Cet après-midi de juillet 2024 à Bouillante, mon voisin écoute du dance-hall jamaïcain, diffusé très fort sur des haut-parleurs et des basses de mauvaise qualité. J’essaye de riposter, mais le rapport de force est déséquilibré: j’allume ridiculement le petit poste radio dans la chambre de mon oncle. Il est couché sur son lit et me remercie. Afin de couvrir le son extérieur, j’augmente le volume assez fort pour que toute la maison puisse en profiter. À la fréquence 88.1, Radio Haute Tension a programmé de la biguine, un style musical originaire de la Martinique.

« La biguine martiniquaise, témoin depuis le 19e siècle d'une évolution signifiante des sociétés qui l'ont créée et qui en dépendent, résulte de la rencontre de peuples étrangers à la terre occupée, tandis qu'elle marque avec force les antagonismes de ces mêmes peuples. » (Béroard, 2015). J’entends la musique depuis ma chambre, et alors qu’elle prend fin, je souhaite en écouter davantage. Je me rends sur YouTube, clique sur la première playlist « Biguine » que la plateforme me propose. J’écoute l’album de Super Combo de Pointe-Noire, originaire de la commune juste à côté de la mienne. Ça me plaît et je partage l’album à S., mon ami franco-comorien sur Paris, qui devrait également apprécier, j’en suis persuadé. À ce moment, je suis tellement fier de lui faire découvrir cette musique, entraînante, complexe, ayant pris naissance si proche de chez-moi.
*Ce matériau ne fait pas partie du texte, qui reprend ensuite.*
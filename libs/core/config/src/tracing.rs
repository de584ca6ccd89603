use crate::Environment;
use tracing::{debug, info};
use tracing_subscriber::{prelude::*, EnvFilter};

/// Install color-eyre with a project-standard configuration.
///
/// Call this early in the main() before any fallible operations to ensure
/// colored error output. Safe to call multiple times.
///
/// Configuration:
/// - Shows file:line where errors occur
/// - Hides environment variables (less noise)
pub fn install_color_eyre() {
    let _ = color_eyre::config::HookBuilder::default()
        .display_location_section(true)
        .display_env_section(false)
        .install();
}

/// Initialize tracing with environment-aware configuration and error span capture.
///
/// This function sets up:
/// 1. **color-eyre** for beautiful error display with span traces
/// 2. **tracing-subscriber** with ErrorLayer for span capture
///
/// When errors occur, you'll see the full execution path with structured data
/// from your instrumented spans.
///
/// - **Production** (`APP_ENV=production`):
///   - JSON format (for log aggregation tools like ELK, Datadog, CloudWatch)
///   - Hides module targets for cleaner logs
///   - Includes ErrorLayer for span trace capture
///
/// - **Development** (default):
///   - Pretty-printed format (human-readable)
///   - Shows module targets for debugging
///   - Includes ErrorLayer for span trace capture
///   - Shows file locations in errors
///
/// Environment variables:
/// - `APP_ENV`: Set to "production" for JSON logs (default: "development")
/// - `RUST_LOG`: Override log levels (e.g., "debug", "catalog_api=trace")
///
/// # Multiple Calls
///
/// This function is safe to call multiple times:
/// - If color-eyre is already installed, silently continues (common in tests)
/// - If tracing is already initialized, silently continues (common in tests)
///
/// # Example with instrumentation
///
/// ```ignore
/// use tracing::instrument;
/// use eyre::{Result, WrapErr};
///
/// #[instrument(skip(db), fields(product_id = %id))]
/// async fn load_product(db: &DatabaseConnection, id: Uuid) -> Result<Model> {
///     Entity::find_by_id(id)
///         .one(db)
///         .await?
///         .ok_or_else(|| eyre!("product {id} not found"))
/// }
/// ```
pub fn init_tracing(environment: &Environment) {
    let is_production = environment.is_production();

    let filter = EnvFilter::try_from_default_env()
        .unwrap_or_else(|_| EnvFilter::new(default_filter(environment)));

    let result = if is_production {
        // Production: JSON format for log aggregation
        tracing_subscriber::registry()
            .with(
                tracing_subscriber::fmt::layer()
                    .json()
                    .with_target(false)
                    .flatten_event(true),
            )
            .with(tracing_error::ErrorLayer::default()) // Capture span traces on errors
            .with(filter)
            .try_init()
    } else {
        // Development: Pretty format for readability
        tracing_subscriber::registry()
            .with(
                tracing_subscriber::fmt::layer()
                    .with_target(true)
                    .with_file(false)
                    .with_line_number(false)
                    .pretty(),
            )
            .with(tracing_error::ErrorLayer::default()) // Capture span traces on errors
            .with(filter)
            .try_init()
    };

    // Handle initialization result
    match result {
        Ok(_) => {
            info!(
                "Tracing initialized with ErrorLayer. Environment: {:?}",
                environment
            );
        }
        Err(_) => {
            // Tracing already initialized, which is fine (common in tests)
            debug!("Tracing already initialized, skipping re-initialization");
        }
    }
}

/// Directives used when `RUST_LOG` is not set
pub fn default_filter(environment: &Environment) -> &'static str {
    if environment.is_production() {
        "info,tower_http=info,sea_orm=warn,sqlx=warn"
    } else {
        "debug,tower_http=debug,sea_orm=info,sqlx=warn,hyper=info"
    }
}
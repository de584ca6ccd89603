use std::sync::Arc;
use uuid::Uuid;

use crate::error::{ProductError, ProductResult};
use crate::models::Product;
use crate::repository::ProductRepository;

pub struct GetProductByIdUseCase<R: ProductRepository> {
    repository: Arc<R>,
}

impl<R: ProductRepository> GetProductByIdUseCase<R> {
    pub fn new(repository: Arc<R>) -> Self {
        Self { repository }
    }

    #[tracing::instrument(skip(self))]
    pub async fn execute(&self, id: Uuid) -> ProductResult<Product> {
        self.repository
            .find_by_id(id)
            .await?
            .ok_or(ProductError::NotFound(id))
    }
}
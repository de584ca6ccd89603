use std::future::Future;
use std::time::Duration;
use tracing::{debug, warn};

/// Backoff policy used while the database is still coming up
#[derive(Debug, Clone)]
pub struct RetryConfig {
    /// Retries after the first attempt
    pub max_retries: u32,
    pub initial_delay_ms: u64,
    /// Upper bound for a single wait
    pub max_delay_ms: u64,
    pub backoff_multiplier: f64,
    /// Scale each wait by a random factor in [0.5, 1.0)
    pub use_jitter: bool,
}

impl RetryConfig {
    /// 5 retries, 250ms initial delay doubling up to 5s, with jitter
    pub fn new() -> Self {
        Self::default()
    }

    pub fn with_max_retries(mut self, max_retries: u32) -> Self {
        self.max_retries = max_retries;
        self
    }

    pub fn with_initial_delay(mut self, delay_ms: u64) -> Self {
        self.initial_delay_ms = delay_ms;
        self
    }

    pub fn with_max_delay(mut self, delay_ms: u64) -> Self {
        self.max_delay_ms = delay_ms;
        self
    }

    pub fn without_jitter(mut self) -> Self {
        self.use_jitter = false;
        self
    }

    /// Un-jittered wait before retry number `retry` (1-based)
    pub fn delay_for(&self, retry: u32) -> Duration {
        let exponent = retry.saturating_sub(1) as i32;
        let millis = self.initial_delay_ms as f64 * self.backoff_multiplier.powi(exponent);
        Duration::from_millis((millis as u64).min(self.max_delay_ms))
    }
}

impl Default for RetryConfig {
    fn default() -> Self {
        Self {
            max_retries: 5,
            initial_delay_ms: 250,
            max_delay_ms: 5000,
            backoff_multiplier: 2.0,
            use_jitter: true,
        }
    }
}

/// Run `operation` until it succeeds or the retry budget is spent.
///
/// The last error is returned unchanged.
///
/// # Example
/// ```ignore
/// use database::common::{retry_with_backoff, RetryConfig};
///
/// let db = retry_with_backoff(
///     || database::postgres::connect_from_config(config.clone()),
///     RetryConfig::new().with_max_retries(10),
/// )
/// .await?;
/// ```
pub async fn retry_with_backoff<F, Fut, T, E>(mut operation: F, config: RetryConfig) -> Result<T, E>
where
    F: FnMut() -> Fut,
    Fut: Future<Output = Result<T, E>>,
    E: std::fmt::Display,
{
    let mut attempt = 0;

    loop {
        match operation().await {
            Ok(value) => {
                if attempt > 0 {
                    debug!(retries = attempt, "Operation succeeded after retrying");
                }
                return Ok(value);
            }
            Err(e) if attempt >= config.max_retries => {
                warn!(attempts = attempt + 1, error = %e, "Giving up");
                return Err(e);
            }
            Err(e) => {
                attempt += 1;

                let mut delay = config.delay_for(attempt);
                if config.use_jitter {
                    delay = apply_jitter(delay);
                }

                warn!(
                    attempt,
                    max_retries = config.max_retries,
                    delay_ms = delay.as_millis() as u64,
                    error = %e,
                    "Operation failed, retrying"
                );
                tokio::time::sleep(delay).await;
            }
        }
    }
}

fn apply_jitter(delay: Duration) -> Duration {
    use std::collections::hash_map::RandomState;
    use std::hash::BuildHasher;

    let factor = 0.5 + (RandomState::new().hash_one(std::time::SystemTime::now()) % 50) as f64 / 100.0;
    delay.mul_f64(factor)
}
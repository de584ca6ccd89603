use async_trait::async_trait;
use sea_orm::prelude::DateTimeWithTimeZone;
use sea_orm::sea_query::Expr;
use sea_orm::{
    ActiveModelTrait, ColumnTrait, DatabaseConnection, EntityTrait, PaginatorTrait, QueryFilter,
    QueryOrder, QuerySelect, TransactionTrait,
};
use uuid::Uuid;

use crate::{
    entity,
    error::ProductResult,
    filter::ProductPredicate,
    models::{NewProduct, Product, ProductChanges, ProductFilters},
    pagination::{PaginatedResult, PaginationParams},
    repository::ProductRepository,
};

/// PostgreSQL-backed ProductRepository.
///
/// Holds a pooled connection handle, so cloning is cheap.
#[derive(Clone)]
pub struct PgProductRepository {
    db: DatabaseConnection,
}

impl PgProductRepository {
    pub fn new(db: DatabaseConnection) -> Self {
        Self { db }
    }
}

#[async_trait]
impl ProductRepository for PgProductRepository {
    async fn create(&self, input: NewProduct) -> ProductResult<Product> {
        let active_model: entity::ActiveModel = input.into();
        let model = active_model.insert(&self.db).await?;

        tracing::info!(product_id = %model.id, "Created product");
        Ok(model.into())
    }

    async fn find_all(
        &self,
        filters: ProductFilters,
        pagination: PaginationParams,
    ) -> ProductResult<PaginatedResult<Product>> {
        let condition = ProductPredicate::from_filters(&filters).to_condition();

        // Count and page are separate round-trips; concurrent writes may skew `total`
        let total = entity::Entity::find()
            .filter(condition.clone())
            .count(&self.db)
            .await?;

        let models = entity::Entity::find()
            .filter(condition)
            .order_by_asc(entity::Column::CreatedAt)
            .order_by_asc(entity::Column::Id)
            .limit(pagination.limit)
            .offset(pagination.offset())
            .all(&self.db)
            .await?;

        let products = models.into_iter().map(Product::from).collect();
        Ok(PaginatedResult::new(products, pagination, total))
    }

    async fn find_by_id(&self, id: Uuid) -> ProductResult<Option<Product>> {
        let model = entity::Entity::find_by_id(id)
            .filter(entity::Column::DeletedAt.is_null())
            .one(&self.db)
            .await?;

        Ok(model.map(Product::from))
    }

    async fn update(&self, id: Uuid, changes: ProductChanges) -> ProductResult<Option<Product>> {
        let txn = self.db.begin().await?;

        let Some(model) = entity::Entity::find_by_id(id)
            .filter(entity::Column::DeletedAt.is_null())
            .lock_exclusive()
            .one(&txn)
            .await?
        else {
            txn.rollback().await?;
            return Ok(None);
        };

        let mut active_model: entity::ActiveModel = model.into();
        changes.apply_to_active(&mut active_model);
        active_model.updated_at = sea_orm::ActiveValue::Set(chrono::Utc::now().into());

        let updated = active_model.update(&txn).await?;
        txn.commit().await?;

        tracing::info!(product_id = %id, "Updated product");
        Ok(Some(updated.into()))
    }

    async fn delete(&self, id: Uuid) -> ProductResult<bool> {
        let now: DateTimeWithTimeZone = chrono::Utc::now().into();

        let result = entity::Entity::update_many()
            .col_expr(entity::Column::DeletedAt, Expr::value(now))
            .col_expr(entity::Column::UpdatedAt, Expr::value(now))
            .filter(entity::Column::Id.eq(id))
            .filter(entity::Column::DeletedAt.is_null())
            .exec(&self.db)
            .await?;

        if result.rows_affected > 0 {
            tracing::info!(product_id = %id, "Deleted product");
            Ok(true)
        } else {
            Ok(false)
        }
    }
}
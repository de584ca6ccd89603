//! Products API routes

use axum::Router;
use domain_products::{PgProductRepository, ProductUseCases, handlers};

use crate::state::{AppState, Storage};

/// Product routes over the configured storage, writes under the strict limit
pub fn router(state: &AppState) -> Router {
    let write_limit = state.config.rate_limits.strict();

    match &state.storage {
        Storage::Postgres(db) => {
            let repository = PgProductRepository::new(db.clone());
            handlers::rate_limited_router(ProductUseCases::new(repository), write_limit)
        }
        Storage::Memory(repository) => {
            handlers::rate_limited_router(ProductUseCases::new(repository.clone()), write_limit)
        }
    }
}
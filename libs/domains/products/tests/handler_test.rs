//! Handler tests for Products domain
//!
//! These drive the products router with `oneshot` over the in-memory
//! repository and check:
//! - Request deserialization (camelCase JSON, numeric or string prices)
//! - Response envelopes and status codes
//! - Error responses for validation, bad UUIDs and missing products
//! - Rate limiting of mutating routes

use axum::body::Body;
use axum::http::{Request, StatusCode};
use axum::Router;
use axum_helpers::http::RateLimit;
use domain_products::handlers::{self, MessageResponse, ProductListResponse, ProductResponse};
use domain_products::*;
use http_body_util::BodyExt;
use rust_decimal::Decimal;
use serde_json::{json, Value};
use std::time::Duration;
use tower::ServiceExt; // For oneshot()
use uuid::Uuid;

// Helper to parse JSON response body
async fn json_body<T: serde::de::DeserializeOwned>(body: Body) -> T {
    let bytes = body.collect().await.unwrap().to_bytes();
    serde_json::from_slice(&bytes).unwrap()
}

fn app_with(repo: InMemoryProductRepository) -> Router {
    handlers::router(ProductUseCases::new(repo))
}

fn json_request(method: &str, uri: &str, body: Value) -> Request<Body> {
    Request::builder()
        .method(method)
        .uri(uri)
        .header("content-type", "application/json")
        .body(Body::from(serde_json::to_string(&body).unwrap()))
        .unwrap()
}

fn empty_request(method: &str, uri: &str) -> Request<Body> {
    Request::builder()
        .method(method)
        .uri(uri)
        .body(Body::empty())
        .unwrap()
}

async fn seed(repo: &InMemoryProductRepository, name: &str, category: &str, price: i64) -> Product {
    repo.create(NewProduct {
        name: name.to_string(),
        description: None,
        price: Decimal::new(price, 2),
        category: Some(category.to_string()),
        stock: 10,
    })
    .await
    .unwrap()
}

#[tokio::test]
async fn test_create_product_handler_returns_201() {
    let app = app_with(InMemoryProductRepository::new());

    let request = json_request(
        "POST",
        "/",
        json!({
            "name": "Apple",
            "description": "Crunchy",
            "price": "1.00",
            "category": "fruit"
        }),
    );

    let response = app.oneshot(request).await.unwrap();
    assert_eq!(response.status(), StatusCode::CREATED);

    let body: ProductResponse = json_body(response.into_body()).await;
    assert!(body.success);
    assert_eq!(body.data.name, "Apple");
    assert_eq!(body.data.price, Decimal::new(100, 2));
    assert_eq!(body.data.stock, 0);
    assert!(body.data.deleted_at.is_none());
}

#[tokio::test]
async fn test_create_product_accepts_numeric_price() {
    let app = app_with(InMemoryProductRepository::new());

    let request = json_request("POST", "/", json!({ "name": "Pear", "price": 2.5, "stock": 4 }));

    let response = app.oneshot(request).await.unwrap();
    assert_eq!(response.status(), StatusCode::CREATED);

    let body: Value = json_body(response.into_body()).await;
    assert_eq!(body["data"]["price"], "2.50");
    assert_eq!(body["data"]["stock"], 4);
}

#[tokio::test]
async fn test_create_product_rejects_invalid_price() {
    let app = app_with(InMemoryProductRepository::new());

    let request = json_request("POST", "/", json!({ "name": "Apple", "price": "free" }));

    let response = app.oneshot(request).await.unwrap();
    assert_eq!(response.status(), StatusCode::BAD_REQUEST);

    let body: Value = json_body(response.into_body()).await;
    assert_eq!(body["message"], INVALID_PRICE_MESSAGE);
}

const INVALID_PRICE_MESSAGE: &str = "Price must be a valid number greater than 0";

#[tokio::test]
async fn test_create_product_rejects_negative_stock() {
    let app = app_with(InMemoryProductRepository::new());

    let request = json_request("POST", "/", json!({ "name": "Apple", "price": 1, "stock": -1 }));

    let response = app.oneshot(request).await.unwrap();
    assert_eq!(response.status(), StatusCode::BAD_REQUEST);

    let body: Value = json_body(response.into_body()).await;
    assert_eq!(body["message"], "Quantity in stock cannot be negative");
}

#[tokio::test]
async fn test_create_product_validates_shape() {
    let app = app_with(InMemoryProductRepository::new());

    // Empty name fails the length rule before reaching the use case
    let request = json_request("POST", "/", json!({ "name": "", "price": 1 }));

    let response = app.oneshot(request).await.unwrap();
    assert_eq!(response.status(), StatusCode::BAD_REQUEST);

    let body: Value = json_body(response.into_body()).await;
    assert_eq!(body["error"], "VALIDATION_ERROR");
    assert!(body["details"]["name"].is_array());
}

#[tokio::test]
async fn test_get_product_handler() {
    let repo = InMemoryProductRepository::new();
    let apple = seed(&repo, "Apple", "fruit", 100).await;
    let app = app_with(repo);

    let response = app
        .oneshot(empty_request("GET", &format!("/{}", apple.id)))
        .await
        .unwrap();
    assert_eq!(response.status(), StatusCode::OK);

    let body: ProductResponse = json_body(response.into_body()).await;
    assert_eq!(body.data.id, apple.id);
}

#[tokio::test]
async fn test_get_product_handler_returns_404() {
    let app = app_with(InMemoryProductRepository::new());

    let response = app
        .oneshot(empty_request("GET", &format!("/{}", Uuid::now_v7())))
        .await
        .unwrap();
    assert_eq!(response.status(), StatusCode::NOT_FOUND);

    let body: Value = json_body(response.into_body()).await;
    assert_eq!(body["message"], "Product not found");
}

#[tokio::test]
async fn test_get_product_handler_rejects_invalid_uuid() {
    let app = app_with(InMemoryProductRepository::new());

    let response = app
        .oneshot(empty_request("GET", "/not-a-uuid"))
        .await
        .unwrap();
    assert_eq!(response.status(), StatusCode::BAD_REQUEST);

    let body: Value = json_body(response.into_body()).await;
    assert_eq!(body["error"], "INVALID_UUID");
}

#[tokio::test]
async fn test_list_products_with_filters() {
    let repo = InMemoryProductRepository::new();
    let apple = seed(&repo, "Apple", "fruit", 100).await;
    let carrot = seed(&repo, "Carrot", "veg", 200).await;

    let response = app_with(repo.clone())
        .oneshot(empty_request("GET", "/?category=fruit&minPrice=0.5"))
        .await
        .unwrap();
    assert_eq!(response.status(), StatusCode::OK);

    let body: ProductListResponse = json_body(response.into_body()).await;
    assert!(body.success);
    assert_eq!(body.pagination.total, 1);
    assert_eq!(body.data[0].id, apple.id);

    let response = app_with(repo)
        .oneshot(empty_request("GET", "/?search=car"))
        .await
        .unwrap();

    let body: ProductListResponse = json_body(response.into_body()).await;
    assert_eq!(body.pagination.total, 1);
    assert_eq!(body.data[0].id, carrot.id);
}

#[tokio::test]
async fn test_list_products_normalizes_pagination() {
    let repo = InMemoryProductRepository::new();
    for i in 0..25 {
        seed(&repo, &format!("Item {i}"), "misc", 100 + i).await;
    }

    let response = app_with(repo.clone())
        .oneshot(empty_request("GET", "/?page=0&limit=150"))
        .await
        .unwrap();
    assert_eq!(response.status(), StatusCode::OK);

    let body: Value = json_body(response.into_body()).await;
    assert_eq!(body["pagination"]["page"], 1);
    assert_eq!(body["pagination"]["limit"], 10);
    assert_eq!(body["pagination"]["total"], 25);
    assert_eq!(body["pagination"]["totalPages"], 3);
    assert_eq!(body["data"].as_array().unwrap().len(), 10);

    let response = app_with(repo)
        .oneshot(empty_request("GET", "/?page=3&limit=10"))
        .await
        .unwrap();
    let body: ProductListResponse = json_body(response.into_body()).await;
    assert_eq!(body.data.len(), 5);
}

#[tokio::test]
async fn test_list_products_far_page_is_empty() {
    let repo = InMemoryProductRepository::new();
    seed(&repo, "Apple", "fruit", 100).await;

    let response = app_with(repo)
        .oneshot(empty_request("GET", "/?page=9223372036854775807&limit=100"))
        .await
        .unwrap();
    assert_eq!(response.status(), StatusCode::OK);

    let body: Value = json_body(response.into_body()).await;
    assert_eq!(body["pagination"]["page"], i64::MAX);
    assert_eq!(body["pagination"]["total"], 1);
    assert!(body["data"].as_array().unwrap().is_empty());
}

#[tokio::test]
async fn test_create_product_rejects_price_that_rounds_to_zero() {
    let repo = InMemoryProductRepository::new();

    let response = app_with(repo.clone())
        .oneshot(json_request("POST", "/", json!({ "name": "Dust", "price": "0.004" })))
        .await
        .unwrap();
    assert_eq!(response.status(), StatusCode::BAD_REQUEST);

    let body: Value = json_body(response.into_body()).await;
    assert_eq!(body["message"], INVALID_PRICE_MESSAGE);

    let response = app_with(repo)
        .oneshot(empty_request("GET", "/"))
        .await
        .unwrap();
    let body: ProductListResponse = json_body(response.into_body()).await;
    assert_eq!(body.pagination.total, 0);
}

#[tokio::test]
async fn test_list_products_in_stock_flag() {
    let repo = InMemoryProductRepository::new();
    let sold_out = seed(&repo, "Sold out", "misc", 100).await;
    repo.update(
        sold_out.id,
        ProductChanges {
            stock: Some(0),
            ..Default::default()
        },
    )
    .await
    .unwrap();
    seed(&repo, "Available", "misc", 100).await;

    let response = app_with(repo.clone())
        .oneshot(empty_request("GET", "/?inStock=true"))
        .await
        .unwrap();
    let body: ProductListResponse = json_body(response.into_body()).await;
    assert_eq!(body.pagination.total, 1);
    assert_eq!(body.data[0].name, "Available");

    let response = app_with(repo)
        .oneshot(empty_request("GET", "/?inStock=false"))
        .await
        .unwrap();
    let body: ProductListResponse = json_body(response.into_body()).await;
    assert_eq!(body.pagination.total, 2);
}

#[tokio::test]
async fn test_update_product_handler() {
    let repo = InMemoryProductRepository::new();
    let apple = seed(&repo, "Apple", "fruit", 100).await;
    let app = app_with(repo);

    let request = json_request(
        "PUT",
        &format!("/{}", apple.id),
        json!({ "price": "1.20", "description": "Green" }),
    );

    let response = app.oneshot(request).await.unwrap();
    assert_eq!(response.status(), StatusCode::OK);

    let body: ProductResponse = json_body(response.into_body()).await;
    assert_eq!(body.data.price, Decimal::new(120, 2));
    assert_eq!(body.data.description.as_deref(), Some("Green"));
    assert_eq!(body.data.name, "Apple");
    assert!(body.data.updated_at >= apple.updated_at);
}

#[tokio::test]
async fn test_update_product_handler_rejects_zero_price() {
    let repo = InMemoryProductRepository::new();
    let apple = seed(&repo, "Apple", "fruit", 100).await;
    let app = app_with(repo.clone());

    let request = json_request("PUT", &format!("/{}", apple.id), json!({ "price": 0 }));

    let response = app.oneshot(request).await.unwrap();
    assert_eq!(response.status(), StatusCode::BAD_REQUEST);

    let unchanged = repo.find_by_id(apple.id).await.unwrap().unwrap();
    assert_eq!(unchanged.price, apple.price);
}

#[tokio::test]
async fn test_delete_product_handler_soft_deletes() {
    let repo = InMemoryProductRepository::new();
    let apple = seed(&repo, "Apple", "fruit", 100).await;
    let uri = format!("/{}", apple.id);

    let response = app_with(repo.clone())
        .oneshot(empty_request("DELETE", &uri))
        .await
        .unwrap();
    assert_eq!(response.status(), StatusCode::OK);

    let body: MessageResponse = json_body(response.into_body()).await;
    assert!(body.success);
    assert_eq!(body.message, "Deleted successfully");

    // Second delete and subsequent reads report not found
    let response = app_with(repo.clone())
        .oneshot(empty_request("DELETE", &uri))
        .await
        .unwrap();
    assert_eq!(response.status(), StatusCode::NOT_FOUND);

    let response = app_with(repo.clone())
        .oneshot(empty_request("GET", &uri))
        .await
        .unwrap();
    assert_eq!(response.status(), StatusCode::NOT_FOUND);

    let response = app_with(repo.clone())
        .oneshot(json_request("PUT", &uri, json!({ "name": "Ghost" })))
        .await
        .unwrap();
    assert_eq!(response.status(), StatusCode::NOT_FOUND);

    // The row itself is retained
    let raw = repo.raw_get(apple.id).await.unwrap();
    assert!(raw.deleted_at.is_some());
}

#[tokio::test]
async fn test_write_routes_are_rate_limited() {
    let repo = InMemoryProductRepository::new();
    let apple = seed(&repo, "Apple", "fruit", 100).await;
    let limit = RateLimit::new(
        1,
        Duration::from_secs(60),
        "Too many modification requests, please try again later.",
    );
    let app = handlers::rate_limited_router(ProductUseCases::new(repo), limit);

    let first = app
        .clone()
        .oneshot(json_request("POST", "/", json!({ "name": "Pear", "price": 2 })))
        .await
        .unwrap();
    assert_eq!(first.status(), StatusCode::CREATED);

    let second = app
        .clone()
        .oneshot(json_request("POST", "/", json!({ "name": "Plum", "price": 3 })))
        .await
        .unwrap();
    assert_eq!(second.status(), StatusCode::TOO_MANY_REQUESTS);

    // Reads are not subject to the write limit
    let read = app
        .oneshot(empty_request("GET", &format!("/{}", apple.id)))
        .await
        .unwrap();
    assert_eq!(read.status(), StatusCode::OK);
}
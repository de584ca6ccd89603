//! Reusable OpenAPI responses so every route documents errors the same way.

use super::ErrorResponse;
#[allow(unused_imports)]
use serde_json::json;
use utoipa::ToResponse;

#[derive(ToResponse)]
#[response(
    description = "Internal Server Error",
    content_type = "application/json",
    example = json!({
        "code": 2003,
        "error": "DATABASE_ERROR",
        "message": "Database error occurred"
    })
)]
pub struct InternalServerErrorResponse(pub ErrorResponse);

#[derive(ToResponse)]
#[response(
    description = "Bad Request - Validation Error",
    content_type = "application/json",
    example = json!({
        "code": 1001,
        "error": "VALIDATION_ERROR",
        "message": "Request validation failed",
        "details": {
            "name": [{
                "code": "length",
                "message": null,
                "params": {"min": 1, "max": 255, "value": ""}
            }]
        }
    })
)]
pub struct BadRequestValidationResponse(pub ErrorResponse);

#[derive(ToResponse)]
#[response(
    description = "Bad Request - Invalid UUID",
    content_type = "application/json",
    example = json!({
        "code": 1002,
        "error": "INVALID_UUID",
        "message": "Invalid UUID format"
    })
)]
pub struct BadRequestUuidResponse(pub ErrorResponse);

#[derive(ToResponse)]
#[response(
    description = "Resource not found",
    content_type = "application/json",
    example = json!({
        "code": 1004,
        "error": "NOT_FOUND",
        "message": "Product not found"
    })
)]
pub struct NotFoundResponse(pub ErrorResponse);

#[derive(ToResponse)]
#[response(
    description = "Too Many Requests",
    content_type = "application/json",
    example = json!({
        "code": 1012,
        "error": "TOO_MANY_REQUESTS",
        "message": "Too many requests, please try again later."
    })
)]
pub struct TooManyRequestsResponse(pub ErrorResponse);

#[derive(ToResponse)]
#[response(
    description = "Service Unavailable",
    content_type = "application/json",
    example = json!({
        "code": 1011,
        "error": "SERVICE_UNAVAILABLE",
        "message": "Service is temporarily unavailable"
    })
)]
pub struct ServiceUnavailableResponse(pub ErrorResponse);
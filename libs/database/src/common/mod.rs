//! Error type and retry helpers shared by the connectors

pub mod error;
pub mod retry;

pub use error::{DatabaseError, DatabaseResult};
pub use retry::{RetryConfig, retry_with_backoff};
À propos du groupe, je ne trouve que trop peu d’informations. J’observe la pochette de l’album « Mèt a Mangnòk » (1975), je compte onze hommes, certainement les musiciens. Ces musiciens qui nous défendent de malparler leur fonction: « Pa malpalé lé muzisyen, pa trété-yo dè chyen », car la musique qu’ils partagent envoûterait le public féminin « pou kibiten, pou on mizik? On biten yo ka tann? Mi yo vin fòl, mi yo sédwi» : J’en parlerai plus tard à mes collègues. R. de Pointe-Noire me répondra à coup de bien-sûr! Je connais Super Conbo. Tu me prends pour qui? Je suis de Pointe-Noire! ; quand D. me corrigera, ce n’est pas de la bigin, ça ressemble plutôt à de la kadans, une forme de merengue moderne née à Haïti au début des années 60.

J’aurai passé l’après-midi à écouter les douze pistes de l’album dans ma chambre. Une fois terminé, je me lève et réduis le volume de la radio de mon oncle. Le voisin avait déjà remballé son matériel. Chacun laisse place au concert nocturne antillais, qui ne prendra fin qu’au lever du soleil.